● Exercise requirements: For this exercise, repeat the listing below from its first line through the line containing "pub enum Highlight", exactly as written.

-- Recorded data follows --

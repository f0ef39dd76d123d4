use chrono::NaiveDate;
use serde::{Deserialize, Serialize};

use crate::core::Player;
use crate::leaderboard::{Leaderboard, LeaderboardMode, Standing};

/// Window for the "on fire" card, counted back from today inclusive
pub const FIRE_STREAK_DAYS: i64 = 7;

/// Banter cards shown above the leaderboard
#[derive(Debug, Clone, PartialEq, Eq, Serialize, Deserialize)]
#[serde(tag = "kind", rename_all = "snake_case")]
pub enum Highlight {
    /// Overall leader
    Monarch { player: Player, points: i64 },
    /// Best score today
    PlayerOfTheDay { player: Player, points: i64, date: NaiveDate },
    /// Most points over the last week
    OnFire { player: Player, points: i64 },
    /// Lowest overall total among players who scored at all
    Stinker { player: Player, points: i64 },
}

impl Highlight {
    pub fn title(&self) -> &'static str {
        match self {
            Highlight::Monarch { .. } => "LinkedIn Monarch 👑",
            Highlight::PlayerOfTheDay { .. } => "Player of the Day 🔥",
            Highlight::OnFire { .. } => "On Fire Streak 🔥🔥",
            Highlight::Stinker { .. } => "Having a Stinker 😬",
        }
    }

    pub fn text(&self) -> String {
        match self {
            Highlight::Monarch { player, points } => {
                format!("{} is ruling the league with {} total points.", player.name, points)
            }
            Highlight::PlayerOfTheDay { player, points, date } => {
                format!("{} dropped {} point(s) today ({}).", player.name, points, date)
            }
            Highlight::OnFire { player, points } => format!(
                "{} has {} point(s) in the last {} days. Keep the streak alive.",
                player.name, points, FIRE_STREAK_DAYS
            ),
            Highlight::Stinker { player, points } => format!(
                "{} is currently at the bottom with {} total points. Time for a comeback.",
                player.name, points
            ),
        }
    }

    pub fn player(&self) -> &Player {
        match self {
            Highlight::Monarch { player, .. }
            | Highlight::PlayerOfTheDay { player, .. }
            | Highlight::OnFire { player, .. }
            | Highlight::Stinker { player, .. } => player,
        }
    }
}

impl Leaderboard {
    /// Cards in display order; cards without a qualifying player are left out
    pub fn highlights(&self, today: NaiveDate) -> Vec<Highlight> {
        let mut cards = Vec::new();

        let overall = self.standings(LeaderboardMode::Overall, today);
        let scorers: Vec<_> = overall.iter().filter(|s| s.points > 0).collect();

        if let Some(leader) = scorers.first() {
            cards.push(Highlight::Monarch {
                player: leader.player.clone(),
                points: leader.points,
            });
        }

        let daily = self.standings(LeaderboardMode::Daily, today);
        if let Some(best) = daily.iter().find(|s| s.points > 0) {
            cards.push(Highlight::PlayerOfTheDay {
                player: best.player.clone(),
                points: best.points,
                date: today,
            });
        }

        let recent = self.totals(|p| {
            p.date
                .map_or(false, |date| (today - date).num_days() < FIRE_STREAK_DAYS)
        });
        // strict > so the earlier roster position keeps a tie
        let mut on_fire: Option<&Standing> = None;
        for standing in &recent {
            if standing.points > on_fire.map_or(0, |s| s.points) {
                on_fire = Some(standing);
            }
        }
        if let Some(hot) = on_fire {
            cards.push(Highlight::OnFire {
                player: hot.player.clone(),
                points: hot.points,
            });
        }

        if scorers.len() > 1 {
            if let Some(last) = scorers.last() {
                cards.push(Highlight::Stinker {
                    player: last.player.clone(),
                    points: last.points,
                });
            }
        }

        cards
    }
}

#[cfg(test)]
mod tests {
    use super::*;
    use crate::leaderboard::tests::{day, sample};
    use crate::leaderboard::{LeaderboardData, PlacementRecord};

    #[test]
    fn test_all_cards() {
        let board = Leaderboard::new(sample());
        let cards = board.highlights(day(14));

        let kinds: Vec<(&str, &str, String)> = cards
            .iter()
            .map(|c| (c.title(), c.player().name.as_str(), c.text()))
            .collect();

        assert_eq!(cards.len(), 4);
        assert_eq!(kinds[0].0, "LinkedIn Monarch 👑");
        assert_eq!(kinds[0].1, "Cal");
        assert!(matches!(cards[0], Highlight::Monarch { points: 6, .. }));
        assert!(matches!(cards[1], Highlight::PlayerOfTheDay { points: 5, .. }));
        assert_eq!(kinds[1].1, "Cal");
        // every placement is within the week of the 14th
        assert!(matches!(cards[2], Highlight::OnFire { points: 6, .. }));
        assert_eq!(kinds[3].1, "Alex");
        assert!(matches!(cards[3], Highlight::Stinker { points: 3, .. }));
        assert!(kinds[3].2.contains("at the bottom"));
    }

    #[test]
    fn test_fire_window() {
        let board = Leaderboard::new(sample());
        // rs1 on the 10th is 7 days before the 17th, outside the window
        let cards = board.highlights(day(17));

        let fire = cards
            .iter()
            .find(|c| matches!(c, Highlight::OnFire { .. }))
            .unwrap();
        assert_eq!(fire.player().name, "Cal");
        assert!(matches!(fire, Highlight::OnFire { points: 5, .. }));
        assert!(!cards
            .iter()
            .any(|c| matches!(c, Highlight::PlayerOfTheDay { .. })));
    }

    #[test]
    fn test_fire_tie_keeps_roster_order() {
        let mut data = sample();
        data.placements = vec![
            PlacementRecord {
                player_id: "2".into(),
                points: 3,
                result_set_id: "rs3".into(),
            },
            PlacementRecord {
                player_id: "1".into(),
                points: 3,
                result_set_id: "rs3".into(),
            },
        ];
        let board = Leaderboard::new(data);

        let cards = board.highlights(day(14));
        let fire = cards
            .iter()
            .find(|c| matches!(c, Highlight::OnFire { .. }))
            .unwrap();
        assert_eq!(fire.player().name, "Alex");
    }

    #[test]
    fn test_single_scorer_has_no_stinker() {
        let mut data = sample();
        data.placements.retain(|p| p.player_id.as_str() == "1");
        let board = Leaderboard::new(data);

        let cards = board.highlights(day(14));
        assert!(cards.iter().any(|c| matches!(c, Highlight::Monarch { .. })));
        assert!(!cards.iter().any(|c| matches!(c, Highlight::Stinker { .. })));
    }

    #[test]
    fn test_empty_board() {
        let board = Leaderboard::new(LeaderboardData::default());
        assert!(board.highlights(day(14)).is_empty());
    }
}
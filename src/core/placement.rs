use chrono::NaiveDate;
use serde::{Deserialize, Serialize};
use std::collections::{HashMap, HashSet};

use crate::core::{PlayerId, RankingResult};
use crate::error::{PodiumError, Result};

/// Podium position
#[derive(Debug, Clone, Copy, PartialEq, Eq, Hash, PartialOrd, Ord, Serialize, Deserialize)]
#[serde(try_from = "u8", into = "u8")]
pub enum Rank {
    First,
    Second,
    Third,
}

impl Rank {
    pub const ALL: [Rank; 3] = [Rank::First, Rank::Second, Rank::Third];

    /// 1-based rank number
    pub fn number(self) -> u8 {
        match self {
            Rank::First => 1,
            Rank::Second => 2,
            Rank::Third => 3,
        }
    }

    fn index(self) -> usize {
        usize::from(self.number() - 1)
    }
}

impl TryFrom<u8> for Rank {
    type Error = PodiumError;

    fn try_from(n: u8) -> Result<Self> {
        match n {
            1 => Ok(Rank::First),
            2 => Ok(Rank::Second),
            3 => Ok(Rank::Third),
            other => Err(PodiumError::InvalidRank(other)),
        }
    }
}

impl From<Rank> for u8 {
    fn from(rank: Rank) -> u8 {
        rank.number()
    }
}

/// Points awarded to a player for one result set
#[derive(Debug, Clone, Copy, PartialEq, Eq, Serialize, Deserialize)]
#[serde(tag = "kind", rename_all = "lowercase")]
pub enum Placement {
    /// Finished on the podium (points may include a flawless bonus)
    Ranked { rank: Rank, points: u32 },
    /// Off the podium, bonus points only
    Bonus { points: u32 },
}

impl Placement {
    pub fn points(&self) -> u32 {
        match self {
            Placement::Ranked { points, .. } | Placement::Bonus { points } => *points,
        }
    }

    pub fn rank_number(&self) -> Option<u8> {
        match self {
            Placement::Ranked { rank, .. } => Some(rank.number()),
            Placement::Bonus { .. } => None,
        }
    }

    fn add_points(&mut self, extra: u32) {
        match self {
            Placement::Ranked { points, .. } | Placement::Bonus { points } => *points += extra,
        }
    }
}

/// One row ready to be stored
#[derive(Debug, Clone, PartialEq, Eq, Serialize, Deserialize)]
pub struct PlayerPlacement {
    pub player_id: PlayerId,
    pub placement: Placement,
}

/// Point values per rank plus the flawless bonus.
///
/// # Examples
///
/// ```
/// use std::collections::HashMap;
/// use podium_engine::ScoringConfig;
///
/// let mut config = HashMap::new();
/// config.insert("rank1_points".to_string(), 5);
///
/// let scoring = ScoringConfig::from_config(&config);
/// assert_eq!(scoring.rank_points, [5, 2, 1]);
/// assert_eq!(scoring.flawless_bonus, 1);
/// ```
#[derive(Debug, Clone, Copy, PartialEq, Eq, Serialize, Deserialize)]
#[serde(default)]
pub struct ScoringConfig {
    /// Points for rank 1, 2, 3
    pub rank_points: [u32; 3],

    /// Added for a flawless run
    pub flawless_bonus: u32,
}

impl Default for ScoringConfig {
    fn default() -> Self {
        Self {
            rank_points: [3, 2, 1],
            flawless_bonus: 1,
        }
    }
}

impl ScoringConfig {
    /// Build from flat config keys, falling back to defaults for missing ones
    pub fn from_config(config: &HashMap<String, u32>) -> Self {
        let defaults = Self::default();
        let get = |key: &str, fallback: u32| config.get(key).copied().unwrap_or(fallback);

        Self {
            rank_points: [
                get("rank1_points", defaults.rank_points[0]),
                get("rank2_points", defaults.rank_points[1]),
                get("rank3_points", defaults.rank_points[2]),
            ],
            flawless_bonus: get("flawless_bonus", defaults.flawless_bonus),
        }
    }

    pub fn points_for(&self, rank: Rank) -> u32 {
        self.rank_points[rank.index()]
    }
}

/// Results for one game on one day, as selected by the submitter
#[derive(Debug, Clone, PartialEq, Eq, Serialize, Deserialize)]
pub struct Submission {
    pub game_id: String,

    pub date: NaiveDate,

    /// Selected players per rank; several players may share a rank
    #[serde(default)]
    pub ranks: [Vec<PlayerId>; 3],

    /// Players who earned the flawless bonus
    #[serde(default)]
    pub flawless: Vec<PlayerId>,
}

impl Submission {
    pub fn new(game_id: impl Into<String>, date: NaiveDate) -> Self {
        Self {
            game_id: game_id.into(),
            date,
            ranks: Default::default(),
            flawless: Vec::new(),
        }
    }

    /// Start from empty selections and fill rank i+1 with inferred player i
    pub fn from_ranking(
        game_id: impl Into<String>,
        date: NaiveDate,
        ranking: &RankingResult,
    ) -> Self {
        let mut submission = Self::new(game_id, date);
        for (rank, player) in Rank::ALL.iter().zip(&ranking.players) {
            submission.select(*rank, player.id.clone());
        }
        submission
    }

    /// Add a player to a rank; selecting the same player twice is a no-op
    pub fn select(&mut self, rank: Rank, player_id: PlayerId) {
        let selected = &mut self.ranks[rank.index()];
        if !selected.contains(&player_id) {
            selected.push(player_id);
        }
    }

    pub fn mark_flawless(&mut self, player_id: PlayerId) {
        if !self.flawless.contains(&player_id) {
            self.flawless.push(player_id);
        }
    }

    pub fn selected(&self, rank: Rank) -> &[PlayerId] {
        &self.ranks[rank.index()]
    }

    /// Build scored rows: ranked rows first (rank 1..3), then the flawless
    /// bonus folded into the player's first row or added as a bonus row.
    /// Repeated ids within one rank or the flawless list count once.
    pub fn placements(&self, scoring: &ScoringConfig) -> Vec<PlayerPlacement> {
        let mut rows: Vec<PlayerPlacement> = Vec::new();

        for rank in Rank::ALL {
            let mut seen: HashSet<&PlayerId> = HashSet::new();
            for player_id in self.selected(rank) {
                if !seen.insert(player_id) {
                    continue;
                }
                rows.push(PlayerPlacement {
                    player_id: player_id.clone(),
                    placement: Placement::Ranked {
                        rank,
                        points: scoring.points_for(rank),
                    },
                });
            }
        }

        let mut seen: HashSet<&PlayerId> = HashSet::new();
        for player_id in &self.flawless {
            if !seen.insert(player_id) {
                continue;
            }
            match rows.iter_mut().find(|row| &row.player_id == player_id) {
                Some(row) => row.placement.add_points(scoring.flawless_bonus),
                None => rows.push(PlayerPlacement {
                    player_id: player_id.clone(),
                    placement: Placement::Bonus {
                        points: scoring.flawless_bonus,
                    },
                }),
            }
        }

        rows
    }
}
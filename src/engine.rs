use serde::{Deserialize, Serialize};
use std::sync::Arc;
use std::time::Instant;

use crate::core::{find_player, Player, PlayerId, RankingResult};
use crate::ranking::{
    assemble_ranking, find_matches, LevenshteinMatcher, NameMatcher, RecognizedText,
};

/// Top-three inference orchestrator.
///
/// Holds only immutable configuration; every call builds its state from
/// the request, so one engine can serve concurrent callers.
pub struct RankEngine {
    matcher: Arc<dyn NameMatcher>,
    options: InferenceOptions,
}

/// One inference call: roster snapshot, OCR output, optional uploader
#[derive(Debug, Clone, Default, Serialize, Deserialize)]
pub struct InferenceRequest {
    pub roster: Vec<Player>,

    /// Raw OCR text; missing or empty yields an empty result
    #[serde(default)]
    pub text: Option<String>,

    /// Whoever uploaded the screenshot; "you" in the text becomes their name
    #[serde(default)]
    pub uploader_id: Option<PlayerId>,
}

/// Inference options/configuration
#[derive(Debug, Clone, Copy, PartialEq, Eq, Serialize, Deserialize)]
#[serde(default)]
pub struct InferenceOptions {
    /// Number of podium slots to fill
    pub max_ranks: usize,
}

impl Default for InferenceOptions {
    fn default() -> Self {
        Self { max_ranks: 3 }
    }
}

impl Default for RankEngine {
    fn default() -> Self {
        Self::new(InferenceOptions::default())
    }
}

impl RankEngine {
    /// Create new engine with the edit-distance matcher
    pub fn new(options: InferenceOptions) -> Self {
        Self::with_matcher(options, Arc::new(LevenshteinMatcher::new()))
    }

    /// Create new engine with a custom name matcher
    pub fn with_matcher(options: InferenceOptions, matcher: Arc<dyn NameMatcher>) -> Self {
        Self { matcher, options }
    }

    pub fn options(&self) -> InferenceOptions {
        self.options
    }

    /// Infer the podium for one screenshot
    pub fn infer(&self, request: &InferenceRequest) -> RankingResult {
        let start = Instant::now();

        let raw = match request.text.as_deref() {
            Some(text) if !text.trim().is_empty() => text,
            _ => {
                tracing::debug!("No recognized text, nothing to infer");
                return RankingResult::default();
            }
        };

        if request.roster.is_empty() {
            tracing::debug!("Empty roster, nothing to infer");
            return RankingResult::default();
        }

        let uploader_name = request.uploader_id.as_ref().and_then(|id| {
            let found = find_player(&request.roster, id);
            if found.is_none() {
                tracing::warn!(
                    "Uploader {} not in roster, skipping \"you\" substitution",
                    id
                );
            }
            found.map(|p| p.name.as_str())
        });

        let text = RecognizedText::parse(raw, uploader_name);
        let matches = find_matches(&request.roster, &text, self.matcher.as_ref());

        tracing::debug!(
            "{} of {} players found across {} lines ({})",
            matches.len(),
            request.roster.len(),
            text.line_count(),
            self.matcher.name()
        );

        let result = assemble_ranking(matches, self.options.max_ranks);

        tracing::debug!(
            "Inferred {} in {:.2}ms",
            result.display(),
            start.elapsed().as_secs_f64() * 1000.0
        );

        result
    }
}

/// Infer ranks 1..3 with default options
pub fn infer_top_three(
    roster: &[Player],
    text: Option<&str>,
    uploader_id: Option<&PlayerId>,
) -> RankingResult {
    RankEngine::default().infer(&InferenceRequest {
        roster: roster.to_vec(),
        text: text.map(str::to_string),
        uploader_id: uploader_id.cloned(),
    })
}
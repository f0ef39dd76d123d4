//! # Podium Engine
//!
//! Daily-games leaderboard engine with:
//! - OCR-assisted top-three inference (fuzzy first-name matching)
//! - "You" → uploader substitution
//! - Placement scoring (3/2/1 + flawless bonus)
//! - Overall / category / daily standings and highlight cards
//! - Multiple interfaces: Rust library, Python bindings, HTTP API, CLI
//!
//! ## Example Usage
//!
//! ```rust
//! use podium_engine::{InferenceRequest, Player, RankEngine};
//!
//! let engine = RankEngine::default();
//!
//! let result = engine.infer(&InferenceRequest {
//!     roster: vec![Player::new("1", "Sam Lee"), Player::new("2", "Max Ray")],
//!     text: Some("1. Maxx 0:41\n2. You 0:58".to_string()),
//!     uploader_id: Some("1".into()),
//! });
//!
//! assert_eq!(result.at_rank(1).unwrap().name, "Max Ray");
//! assert_eq!(result.at_rank(2).unwrap().name, "Sam Lee");
//! ```

pub mod core;
pub mod engine;
pub mod error;
pub mod leaderboard;
pub mod ranking;

// Re-export primary types
pub use crate::core::{
    Match, Placement, Player, PlayerId, PlayerPlacement, Rank, RankingResult, ScoringConfig,
    Submission,
};
pub use engine::{infer_top_three, InferenceOptions, InferenceRequest, RankEngine};
pub use error::{PodiumError, Result};
pub use leaderboard::{Highlight, Leaderboard, LeaderboardData, LeaderboardMode, Standing};

// Python bindings
#[cfg(feature = "python")]
pub mod python;

/// Library version
pub const VERSION: &str = env!("CARGO_PKG_VERSION");
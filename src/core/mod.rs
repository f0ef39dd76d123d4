pub mod placement;
pub mod player;
pub mod ranking_result;

pub use placement::{Placement, PlayerPlacement, Rank, ScoringConfig, Submission};
pub use player::{deserialize_id, find_player, Player, PlayerId};
pub use ranking_result::{Match, RankingResult};
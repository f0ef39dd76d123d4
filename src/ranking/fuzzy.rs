use crate::ranking::levenshtein::levenshtein;
use crate::ranking::NameMatcher;

/// Tokens up to this many chars tolerate a single edit; longer ones two.
pub const SHORT_TOKEN_MAX_LEN: usize = 4;
pub const SHORT_TOKEN_TOLERANCE: usize = 1;
pub const LONG_TOKEN_TOLERANCE: usize = 2;

/// Whether an OCR `word` should count as the name token `target`.
///
/// Both sides are lowercased. Empty tokens never match: against an empty
/// string any one-letter OCR fragment would sit within tolerance.
pub fn is_close_match(word: &str, target: &str) -> bool {
    let a = word.to_lowercase();
    let b = target.to_lowercase();

    if a.is_empty() || b.is_empty() {
        return false;
    }
    if a == b {
        return true;
    }

    let max_len = a.chars().count().max(b.chars().count());
    let dist = levenshtein(&a, &b);

    if max_len <= SHORT_TOKEN_MAX_LEN {
        dist <= SHORT_TOKEN_TOLERANCE
    } else {
        dist <= LONG_TOKEN_TOLERANCE
    }
}

/// Edit-distance matcher with the length-dependent tolerance
#[derive(Debug, Clone, Copy, Default)]
pub struct LevenshteinMatcher;

impl LevenshteinMatcher {
    pub fn new() -> Self {
        Self
    }
}

impl NameMatcher for LevenshteinMatcher {
    fn is_match(&self, word: &str, target: &str) -> bool {
        is_close_match(word, target)
    }

    fn name(&self) -> &str {
        "levenshtein"
    }
}
pub mod assemble;
pub mod fuzzy;
pub mod levenshtein;
pub mod search;

pub use assemble::assemble_ranking;
pub use fuzzy::{is_close_match, LevenshteinMatcher};
pub use levenshtein::levenshtein;
pub use search::{find_matches, substitute_you, tokenize, RecognizedText};

/// Trait for deciding whether an OCR word is a given name token
pub trait NameMatcher: Send + Sync {
    /// Whether `word` should be treated as the same identity as `target`
    fn is_match(&self, word: &str, target: &str) -> bool;

    /// Get matcher name for logging
    fn name(&self) -> &str;
}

-- Recorded data concluded --

● Answer:
repository f0ef39dd76d123d4
use chrono::NaiveDate;
use serde::{Deserialize, Serialize};

use crate::core::Player;
use crate::leaderboard::{Leaderboard, LeaderboardMode, Standing};

/// Window for the "on fire" card, counted back from today inclusive
pub const FIRE_STREAK_DAYS: i64 = 7;

/// Banter cards shown above the leaderboard
#[derive(Debug, Clone, PartialEq, Eq, Serialize, Deserialize)]
#[serde(tag = "kind", rename_all = "snake_case")]
pub enum Highlight {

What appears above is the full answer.